28 Şubat’taki Oval Ofis görüşmesinde Trump, Zelenskiy’e sert bir çıkış yapmışt
“You’re gambling with millions of lives, you’re gambling with World War III…”
“Milyonlarca insanın hayatıyla kumar oynuyorsun, Üçüncü Dünya Savaşı ile kumar oynuyorsun…”
Bu söz aslında bir uyarı gibi görünse de, Trump’ın klasik tarzıydı: Yüksek sesle konuş, karşı tarafı sıkıştır, sonra pazarlık payı yarat.
Zelenskiy ise geri adım atmamış, Trump’ın yardımcısı JD Vance “diplomasiden” bahsedince şu soruyu yöneltmişti:
“What kind of diplomacy, JD, you are speaking about?”
“JD, ne tür bir diplomasiden bahsediyorsun?”
Yani aslında şunu sordu: “Diplomasi dediğiniz şey benim ülkemden vazgeçmem mi demek?”
Sonra Zelenskiy, Trump’a dünyayı hatırlatan şu sözleri söylemişti:
“During the war, everybody has problems, even you.

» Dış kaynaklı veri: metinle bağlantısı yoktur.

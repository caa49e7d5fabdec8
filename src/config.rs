use std::{collections::BTreeMap, fmt, str::FromStr};

use crate::{ClientOptions, CloudApiError, Result};

/// Default `User-Agent` header value.
pub const DEFAULT_USER_AGENT: &str = concat!("cloudapi-http/", env!("CARGO_PKG_VERSION"));

/// Default `Content-Type` header value.
pub const DEFAULT_CONTENT_TYPE: &str = "application/json";

/// Regional API endpoints.
#[derive(Clone, Copy, Debug, PartialEq, Eq)]
pub enum Region {
    BrNe1,
    BrSe1,
    BrMgl1,
    /// Endpoint for services that are not bound to a region.
    Global,
}

impl Region {
    pub fn base_url(self) -> &'static str {
        match self {
            Self::BrNe1 => "https://api.magalu.cloud/br-ne1",
            Self::BrSe1 => "https://api.magalu.cloud/br-se1",
            Self::BrMgl1 => "https://api.magalu.cloud/br-se-1",
            Self::Global => "https://api.magalu.cloud",
        }
    }
}

impl FromStr for Region {
    type Err = CloudApiError;

    fn from_str(value: &str) -> Result<Self> {
        match value.trim().to_ascii_lowercase().as_str() {
            "br-ne1" => Ok(Self::BrNe1),
            "br-se1" => Ok(Self::BrSe1),
            "br-mgl1" => Ok(Self::BrMgl1),
            "global" => Ok(Self::Global),
            other => Err(CloudApiError::Config(format!("unknown region '{other}'"))),
        }
    }
}

/// What to send when both an API key and a bearer token are configured.
#[derive(Clone, Copy, Debug, Default, PartialEq, Eq)]
pub enum CredentialPolicy {
    /// Send only `Authorization: Bearer …`.
    #[default]
    PreferBearer,
    /// Send `Authorization` and `X-API-Key` together.
    SendBoth,
}

/// Read-only configuration shared by every call of a client.
#[derive(Clone)]
pub struct ClientConfig {
    /// Base URL every request path is appended to.
    pub base_url: String,
    /// Value for the `X-API-Key` header.
    pub api_key: Option<String>,
    /// Token for `Authorization: Bearer`. The prefix is optional.
    pub bearer_token: Option<String>,
    pub credential_policy: CredentialPolicy,
    pub user_agent: String,
    pub content_type: String,
    /// Extra headers; each replaces a same-named default header.
    pub custom_headers: BTreeMap<String, String>,
    pub options: ClientOptions,
}

impl fmt::Debug for ClientConfig {
    fn fmt(&self, f: &mut fmt::Formatter<'_>) -> fmt::Result {
        f.debug_struct("ClientConfig")
            .field("base_url", &self.base_url)
            .field("api_key", &self.api_key.as_ref().map(|_| "<redacted>"))
            .field(
                "bearer_token",
                &self.bearer_token.as_ref().map(|_| "<redacted>"),
            )
            .field("credential_policy", &self.credential_policy)
            .field("user_agent", &self.user_agent)
            .field("content_type", &self.content_type)
            .field("custom_headers", &self.custom_headers)
            .field("options", &self.options)
            .finish()
    }
}

impl ClientConfig {
    pub fn new(base_url: impl Into<String>) -> Self {
        Self {
            base_url: base_url.into(),
            api_key: None,
            bearer_token: None,
            credential_policy: CredentialPolicy::default(),
            user_agent: DEFAULT_USER_AGENT.to_owned(),
            content_type: DEFAULT_CONTENT_TYPE.to_owned(),
            custom_headers: BTreeMap::new(),
            options: ClientOptions::default(),
        }
    }

    /// Loads configuration from environment variables.
    ///
    /// Reads:
    /// - `CLOUDAPI_BASE_URL`, or `CLOUDAPI_REGION` (`br-ne1`, `br-se1`,
    ///   `br-mgl1`, `global`) when the URL is unset
    /// - `CLOUDAPI_API_KEY` and/or `CLOUDAPI_TOKEN` (at least one)
    /// - `CLOUDAPI_USER_AGENT` (optional)
    /// - `CLOUDAPI_TIMEOUT_MS` and `CLOUDAPI_MAX_ATTEMPTS` (optional)
    pub fn from_env() -> Result<Self> {
        let base_url = match non_empty_var("CLOUDAPI_BASE_URL") {
            Some(url) => url,
            None => {
                let region = non_empty_var("CLOUDAPI_REGION").ok_or_else(|| {
                    CloudApiError::Config(
                        "missing CLOUDAPI_BASE_URL or CLOUDAPI_REGION environment variable"
                            .to_owned(),
                    )
                })?;
                region.parse::<Region>()?.base_url().to_owned()
            }
        };

        let mut config = Self::new(base_url);
        config.api_key = non_empty_var("CLOUDAPI_API_KEY");
        config.bearer_token = non_empty_var("CLOUDAPI_TOKEN");
        if config.api_key.is_none() && config.bearer_token.is_none() {
            return Err(CloudApiError::Config(
                "missing CLOUDAPI_API_KEY or CLOUDAPI_TOKEN environment variable".to_owned(),
            ));
        }

        if let Some(user_agent) = non_empty_var("CLOUDAPI_USER_AGENT") {
            config.user_agent = user_agent;
        }
        if let Some(timeout_ms) = parse_var::<u64>("CLOUDAPI_TIMEOUT_MS")? {
            config.options.timeout_ms = timeout_ms;
        }
        if let Some(max_attempts) = parse_var::<u32>("CLOUDAPI_MAX_ATTEMPTS")? {
            if max_attempts == 0 {
                return Err(CloudApiError::Config(
                    "CLOUDAPI_MAX_ATTEMPTS must be at least 1".to_owned(),
                ));
            }
            config.options.retry.max_attempts = max_attempts;
        }

        Ok(config)
    }
}

fn non_empty_var(name: &str) -> Option<String> {
    std::env::var(name)
        .ok()
        .map(|value| value.trim().to_owned())
        .filter(|value| !value.is_empty())
}

fn parse_var<T: FromStr>(name: &str) -> Result<Option<T>> {
    non_empty_var(name)
        .map(|value| {
            value
                .parse::<T>()
                .map_err(|_| CloudApiError::Config(format!("{name} has invalid value '{value}'")))
        })
        .transpose()
}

But you have a nice ocean…”
“Savaş sırasında herkesin sorunları vardır, senin de. Ama senin güzel bir okyanusun var…”
Bu cümle, Ukrayna’daki savaşın sadece onların değil, dünyanın sorunu olduğunu hatırlatıyordu.
O gün Oval Ofis’te aslında iki şey vardı: Trump’ın tehditleri ve Zelenskiy’nin direnci. Biri gücünü göstermek istedi, diğeri pes etmedi. Sonuç, masa başı bir toplantıdan çok satranç oyununu andırıyordu.
Ve şimdi… 18 Ağustos 2025. Yine Oval Ofis’te, ama bu kez Avrupa liderleri de masada olacak. Satranç tahtasında yeni hamleler, daha büyük oyuncular var. Acaba bu buluşma da sadece “yüksek sesli bir kavga” olarak mı kalacak, yoksa “yeni bir diplomasi anlayışının başlangıcı” mı olacak?
Açık Soru:
Bugünkü görüşmede Oval Ofis’te yine sert sözler, restleşmeler mi göreceğiz, yoksa bu kez gerçekten somut bir diplomasi adımı mı atılacak?